The main area in which the transaction would be simpler, however, is tax in that an LLP is tax transparent and so does not itself pay corporation tax. This would negate the need for many of the tax warranties and the tax deed of indemnity that normally form part of the purchase of a company.

The purchase of a business from an LLP would be similar to the purchase of a business from a company. Where the LLP will be an empty shell after the sale of the business is completed, the purchaser will wish to receive warranties and indemnities from the members themselves rather than from the LLP itself.

How would the deal be financed?

For the majority of LLPs involved in M&A transactions there will be no need for external finance. In many cases, even where there is a finance element, the documentation will be relatively simple: typically an unsecured working capital overdraft facility. However, there will be significant legal issues if a more complex acquisition finance structure is required.

One of the key areas in any finance arrangement in an LLP M&Atransaction is the correct categorisation and treatment of members’ capital. In a conventional corporate acquisition a lender can be certain that it will have priority over equity capital. In an LLP M&Atransaction the distinction between working capital and permanent capital may not be as clear-cut and lenders may need to carry out significant due diligence on the capital structure. They may also attempt to negotiate formal subordination agreements whereby the repayment of members’ capital is formally subordinated to the repayment of bank debt. In order to be effective these will need to involve the members individually which may create issues, even if only logistical ones. Alternatively, lenders may seek to impose operational restrictions on the return of capital to LLP members through covenants or undertakings by the LLP; these need to be reviewed carefully to ensure that they are not inconsistent with the firm’s constitution and the members’ existing rights.

Even if there is no borrowing by the LLP, a further series of issues may arise where finance has been provided to individual members to fund capital contributions to the LLP. Although the LLP is not a party to that loan arrangement, conventionally in such cases the lender will require an undertaking from the LLP that, as and when the member is entitled to a return of capital, the LLP will pay that amount to the lender rather than the member. In an M&A transaction such undertakings can create difficulties, particularly if a member will not be joining the merged entity but will not be entitled to an immediate return of capital after the merger (perhaps because of long-term notice periods).

Although it is not solely relevant to LLPs a further issue which can create difficulties relates to pensions.

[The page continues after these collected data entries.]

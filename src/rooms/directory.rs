use std::collections::{HashMap, HashSet};

use crate::models::{ConnectionId, RoomError, RoomId};

/// Maps each room id to its member connection set.
///
/// Like the registry, this structure is owned by the event router behind its
/// core lock; removal races are tolerated as silent no-ops (the room may have
/// been concurrently deleted by another connection's final leave).
#[derive(Debug, Default)]
pub struct RoomDirectory {
    rooms: HashMap<RoomId, HashSet<ConnectionId>>,
}

impl RoomDirectory {
    pub fn new() -> Self {
        Self::default()
    }

    /// Insert an empty room. The allocator is expected to avoid collisions;
    /// `DuplicateRoom` here means a retry is needed.
    pub fn create(&mut self, room_id: &str) -> Result<(), RoomError> {
        if self.rooms.contains_key(room_id) {
            return Err(RoomError::DuplicateRoom);
        }
        self.rooms.insert(RoomId::from(room_id), HashSet::new());
        Ok(())
    }

    /// Add a member. Duplicate add is a no-op (set semantics).
    pub fn add_member(&mut self, room_id: &str, conn: ConnectionId) -> Result<(), RoomError> {
        match self.rooms.get_mut(room_id) {
            Some(members) => {
                members.insert(conn);
                Ok(())
            }
            None => Err(RoomError::RoomNotFound),
        }
    }

    /// Remove a member. Returns whether a membership was actually removed;
    /// an absent room or membership is not an error. A room left empty is
    /// garbage-collected immediately.
    pub fn remove_member(&mut self, room_id: &str, conn: ConnectionId) -> bool {
        let Some(members) = self.rooms.get_mut(room_id) else {
            return false;
        };
        let removed = members.remove(&conn);
        if members.is_empty() {
            self.rooms.remove(room_id);
        }
        removed
    }

    /// Current member set of a room; empty (not an error) if the room is absent.
    pub fn members_of(&self, room_id: &str) -> HashSet<ConnectionId> {
        self.rooms.get(room_id).cloned().unwrap_or_default()
    }

    pub fn contains(&self, room_id: &str) -> bool {
        self.rooms.contains_key(room_id)
    }

    pub fn len(&self) -> usize {
        self.rooms.len()
    }

    pub fn is_empty(&self) -> bool {
        self.rooms.is_empty()
    }
}

#[cfg(test)]
mod tests {
    use super::*;
    use uuid::Uuid;

    #[test]
    fn duplicate_create_is_rejected() {
        let mut directory = RoomDirectory::new();
        assert!(directory.create("abc123").is_ok());
        assert_eq!(directory.create("abc123"), Err(RoomError::DuplicateRoom));
    }

    #[test]
    fn add_member_has_set_semantics() {
        let mut directory = RoomDirectory::new();
        let conn = Uuid::new_v4();

        directory.create("abc123").unwrap();
        directory.add_member("abc123", conn).unwrap();
        directory.add_member("abc123", conn).unwrap();
        assert_eq!(directory.members_of("abc123").len(), 1);
    }

    #[test]
    fn add_member_to_unknown_room_fails() {
        let mut directory = RoomDirectory::new();
        assert_eq!(
            directory.add_member("zzzzzz", Uuid::new_v4()),
            Err(RoomError::RoomNotFound)
        );
    }

    #[test]
    fn remove_member_tolerates_absent_room_and_membership() {
        let mut directory = RoomDirectory::new();
        let conn = Uuid::new_v4();

        assert!(!directory.remove_member("zzzzzz", conn));

        directory.create("abc123").unwrap();
        directory.add_member("abc123", conn).unwrap();
        assert!(directory.remove_member("abc123", conn));
        assert!(!directory.remove_member("abc123", conn));
    }

    #[test]
    fn empty_room_is_garbage_collected() {
        let mut directory = RoomDirectory::new();
        let conn = Uuid::new_v4();

        directory.create("abc123").unwrap();
        directory.add_member("abc123", conn).unwrap();
        directory.remove_member("abc123", conn);
        assert!(!directory.contains("abc123"));
        assert!(directory.members_of("abc123").is_empty());
    }
}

In particular, where there is a defined benefit pension scheme, clearance from the Pensions Regulator will be required for any Type A event: broadly a change in priority to creditors (which would include the giving of security), a return of capital or a change in control. The giving of a charge to a funding bank by an LLP can therefore require clearance from the Pensions Regulator and the timing of an issue like this can have a very significant impact on an M&A deal.

Practical issues

It is important to remember that most LLPs have “people businesses”, being accountancy, legal, private equity, architects or surveyors firms. Issues such as capital calls, repayment of capital, the requirements of banks for subordination arrangements and pension funding must therefore be handled sensitively and speedily if the deal and resulting firm are not to suffer significantly from the diversion of staff time and energy away from the business itself. The attitudes of and communication with clients and their perception of the deal are also crucial and a consistent and positive message must be portrayed at all times.

The future of LLP M&A

M&Aactivity among LLPs will be a growing trend in the future. Although the fundamental structure of LLP M&Adoes parallel the world of M&A for companies, there are a number of very important differences that require specific expertise in this area.